Only the lines from the one containing "match state.notification_methods.delete(&tenant, &id).await" to the end of the records should be given again, word for word and in full.

Material to process:
____
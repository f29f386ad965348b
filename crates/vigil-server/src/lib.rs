pub mod api;
pub mod app;
pub mod config;
pub mod logging;
pub mod middleware;
pub mod service;
pub mod state;
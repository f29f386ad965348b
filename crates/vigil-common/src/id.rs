use snowflake::SnowflakeIdGenerator;
use std::sync::Mutex;

/// 固定宽度：i64 最大值的十进制位数
const ID_WIDTH: usize = 19;

/// Snowflake ID 生成器
///
/// 生成的 ID 为补零到 19 位的十进制字符串，严格递增，字典序与生成顺序一致，
/// 因此可以直接作为分页游标（`id > offset`）使用。
pub struct IdGenerator {
    inner: Mutex<SnowflakeIdGenerator>,
}

impl IdGenerator {
    /// `machine_id`: 机器标识 (0-31)
    /// `node_id`: 节点标识 (0-31)
    pub fn new(machine_id: i32, node_id: i32) -> Self {
        Self {
            inner: Mutex::new(SnowflakeIdGenerator::new(machine_id, node_id)),
        }
    }

    /// 生成一个 Snowflake ID（字符串形式）
    pub fn next_id(&self) -> String {
        let mut generator = self
            .inner
            .lock()
            .unwrap_or_else(|poisoned| poisoned.into_inner());
        format!("{:0width$}", generator.real_time_generate(), width = ID_WIDTH)
    }
}

impl Default for IdGenerator {
    fn default() -> Self {
        Self::new(1, 1)
    }
}
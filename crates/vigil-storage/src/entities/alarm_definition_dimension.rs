use sea_orm::entity::prelude::*;

#[derive(Clone, Debug, PartialEq, Eq, DeriveEntityModel)]
#[sea_orm(table_name = "alarm_definition_dimensions")]
pub struct Model {
    #[sea_orm(primary_key, auto_increment = false)]
    pub alarm_definition_id: String,
    #[sea_orm(primary_key, auto_increment = false)]
    pub dimension_name: String,
    #[sea_orm(primary_key, auto_increment = false)]
    pub value: String,
}

#[derive(Copy, Clone, Debug, EnumIter, DeriveRelation)]
pub enum Relation {}

impl ActiveModelBehavior for ActiveModel {}
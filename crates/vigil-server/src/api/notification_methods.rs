use crate::api::pagination::{list_links, CursorParams};
use crate::api::{
    json_rejection_response, no_content_response, query_rejection_response,
    service_error_response, success_response, ApiError, Link, ListData,
};
use crate::logging::TraceId;
use crate::middleware::TenantId;
use crate::state::AppState;
use axum::extract::rejection::{JsonRejection, QueryRejection};
use axum::extract::{Extension, OriginalUri, Path, Query, State};
use axum::http::StatusCode;
use axum::response::IntoResponse;
use axum::Json;
use chrono::{DateTime, Utc};
use serde::Serialize;
use utoipa::ToSchema;
use utoipa_axum::{router::OpenApiRouter, routes};
use vigil_common::types::{NotificationMethodRequest, NotificationMethodType};
use vigil_storage::NotificationMethodRow;

const COLLECTION: &str = "/v2.0/notification-methods";

/// 通知方式
#[derive(Debug, Serialize, ToSchema)]
pub struct NotificationMethodResponse {
    pub id: String,
    pub name: String,
    /// 通知类型（EMAIL / WEBHOOK / PAGERDUTY）
    #[serde(rename = "type")]
    pub method_type: NotificationMethodType,
    /// 投递地址
    pub address: String,
    pub created_at: DateTime<Utc>,
    pub updated_at: DateTime<Utc>,
    pub links: Vec<Link>,
}

impl From<NotificationMethodRow> for NotificationMethodResponse {
    fn from(row: NotificationMethodRow) -> Self {
        let links = vec![Link::self_link(format!("{COLLECTION}/{}", row.id))];
        Self {
            id: row.id,
            name: row.name,
            method_type: row.method_type,
            address: row.address,
            created_at: row.created_at,
            updated_at: row.updated_at,
            links,
        }
    }
}

/// 创建通知方式（名称在租户内唯一）。
#[utoipa::path(
    post,
    path = "/v2.0/notification-methods",
    tag = "NotificationMethods",
    security(("tenant_header" = [])),
    request_body = NotificationMethodRequest,
    responses(
        (status = 201, description = "通知方式已创建", body = NotificationMethodResponse),
        (status = 401, description = "缺少 X-Tenant-Id", body = ApiError),
        (status = 409, description = "名称已存在", body = ApiError),
        (status = 422, description = "参数校验失败", body = ApiError)
    )
)]
async fn create_notification_method(
    Extension(trace_id): Extension<TraceId>,
    Extension(tenant): Extension<TenantId>,
    State(state): State<AppState>,
    payload: Result<Json<NotificationMethodRequest>, JsonRejection>,
) -> impl IntoResponse {
    let Json(req) = match payload {
        Ok(p) => p,
        Err(rejection) => return json_rejection_response(&trace_id, &rejection),
    };
    match state.notification_methods.create(&tenant, req).await {
        Ok(row) => success_response(
            StatusCode::CREATED,
            &trace_id,
            NotificationMethodResponse::from(row),
        ),
        Err(e) => service_error_response(&trace_id, e),
    }
}

/// 分页查询通知方式列表。
#[utoipa::path(
    get,
    path = "/v2.0/notification-methods",
    tag = "NotificationMethods",
    security(("tenant_header" = [])),
    params(CursorParams),
    responses(
        (status = 200, description = "通知方式列表", body = ListData<NotificationMethodResponse>),
        (status = 401, description = "缺少 X-Tenant-Id", body = ApiError),
        (status = 422, description = "分页参数无效", body = ApiError)
    )
)]
async fn list_notification_methods(
    Extension(trace_id): Extension<TraceId>,
    Extension(tenant): Extension<TenantId>,
    State(state): State<AppState>,
    OriginalUri(uri): OriginalUri,
    params: Result<Query<CursorParams>, QueryRejection>,
) -> impl IntoResponse {
    let Query(params) = match params {
        Ok(p) => p,
        Err(rejection) => return query_rejection_response(&trace_id, &rejection),
    };
    match state
        .notification_methods
        .list(&tenant, &params.page_request())
        .await
    {
        Ok(page) => {
            let links = list_links(uri.path(), uri.query(), &page);
            let elements: Vec<NotificationMethodResponse> = page
                .elements
                .into_iter()
                .map(NotificationMethodResponse::from)
                .collect();
            success_response(StatusCode::OK, &trace_id, ListData { elements, links })
        }
        Err(e) => service_error_response(&trace_id, e),
    }
}

#[utoipa::path(
    get,
    path = "/v2.0/notification-methods/{id}",
    tag = "NotificationMethods",
    security(("tenant_header" = [])),
    params(("id" = String, Path, description = "通知方式 ID")),
    responses(
        (status = 200, description = "通知方式详情", body = NotificationMethodResponse),
        (status = 401, description = "缺少 X-Tenant-Id", body = ApiError),
        (status = 404, description = "通知方式不存在", body = ApiError)
    )
)]
async fn get_notification_method(
    Extension(trace_id): Extension<TraceId>,
    Extension(tenant): Extension<TenantId>,
    State(state): State<AppState>,
    Path(id): Path<String>,
) -> impl IntoResponse {
    match state.notification_methods.get(&tenant, &id).await {
        Ok(row) => success_response(
            StatusCode::OK,
            &trace_id,
            NotificationMethodResponse::from(row),
        ),
        Err(e) => service_error_response(&trace_id, e),
    }
}

/// 全量更新通知方式。
#[utoipa::path(
    put,
    path = "/v2.0/notification-methods/{id}",
    tag = "NotificationMethods",
    security(("tenant_header" = [])),
    params(("id" = String, Path, description = "通知方式 ID")),
    request_body = NotificationMethodRequest,
    responses(
        (status = 200, description = "更新后的通知方式", body = NotificationMethodResponse),
        (status = 401, description = "缺少 X-Tenant-Id", body = ApiError),
        (status = 404, description = "通知方式不存在", body = ApiError),
        (status = 409, description = "名称已存在", body = ApiError),
        (status = 422, description = "参数校验失败", body = ApiError)
    )
)]
async fn update_notification_method(
    Extension(trace_id): Extension<TraceId>,
    Extension(tenant): Extension<TenantId>,
    State(state): State<AppState>,
    Path(id): Path<String>,
    payload: Result<Json<NotificationMethodRequest>, JsonRejection>,
) -> impl IntoResponse {
    let Json(req) = match payload {
        Ok(p) => p,
        Err(rejection) => return json_rejection_response(&trace_id, &rejection),
    };
    match state.notification_methods.update(&tenant, &id, req).await {
        Ok(row) => success_response(
            StatusCode::OK,
            &trace_id,
            NotificationMethodResponse::from(row),
        ),
        Err(e) => service_error_response(&trace_id, e),
    }
}

/// 删除通知方式，同时移除告警定义中对它的引用。
#[utoipa::path(
    delete,
    path = "/v2.0/notification-methods/{id}",
    tag = "NotificationMethods",
    security(("tenant_header" = [])),
    params(("id" = String, Path, description = "通知方式 ID")),
    responses(
        (status = 204, description = "已删除"),
        (status = 401, description = "缺少 X-Tenant-Id", body = ApiError),
        (status = 404, description = "通知方式不存在", body = ApiError)
    )
)]
async fn delete_notification_method(
    Extension(trace_id): Extension<TraceId>,
    Extension(tenant): Extension<TenantId>,
    State(state): State<AppState>,
    Path(id): Path<String>,
) -> impl IntoResponse {
    match state.notification_methods.delete(&tenant, &id).await {
        Ok(()) => {
            tracing::info!(
                trace_id = %trace_id.0,
                tenant = %tenant.0,
                id = %id,
                "Notification method deleted"
            );
            no_content_response()
        }
        Err(e) => service_error_response(&trace_id, e),
    }
}

pub fn notification_method_routes() -> OpenApiRouter<AppState> {
    OpenApiRouter::new()
        .routes(routes!(
            create_notification_method,
            list_notification_methods
        ))
        .routes(routes!(
            get_notification_method,
            update_notification_method,
            delete_notification_method
        ))
}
____
Completed task:
    match state.notification_methods.delete(&tenant, &id).await {
        Ok(()) => {
            tracing::info!(
                trace_id = %trace_id.0,
                tenant = %tenant.0,
                id = %id,
                "Notification method deleted"
            );
            no_content_response()
        }
        Err(e) => service_error_response(&trace_id, e),
    }
}

pub fn notification_method_routes() -> OpenApiRouter<AppState> {
    OpenApiRouter::new()
        .routes(routes!(
            create_notification_method,
            list_notification_methods
        ))
        .routes(routes!(
            get_notification_method,
            update_notification_method,
            delete_notification_method
        ))
}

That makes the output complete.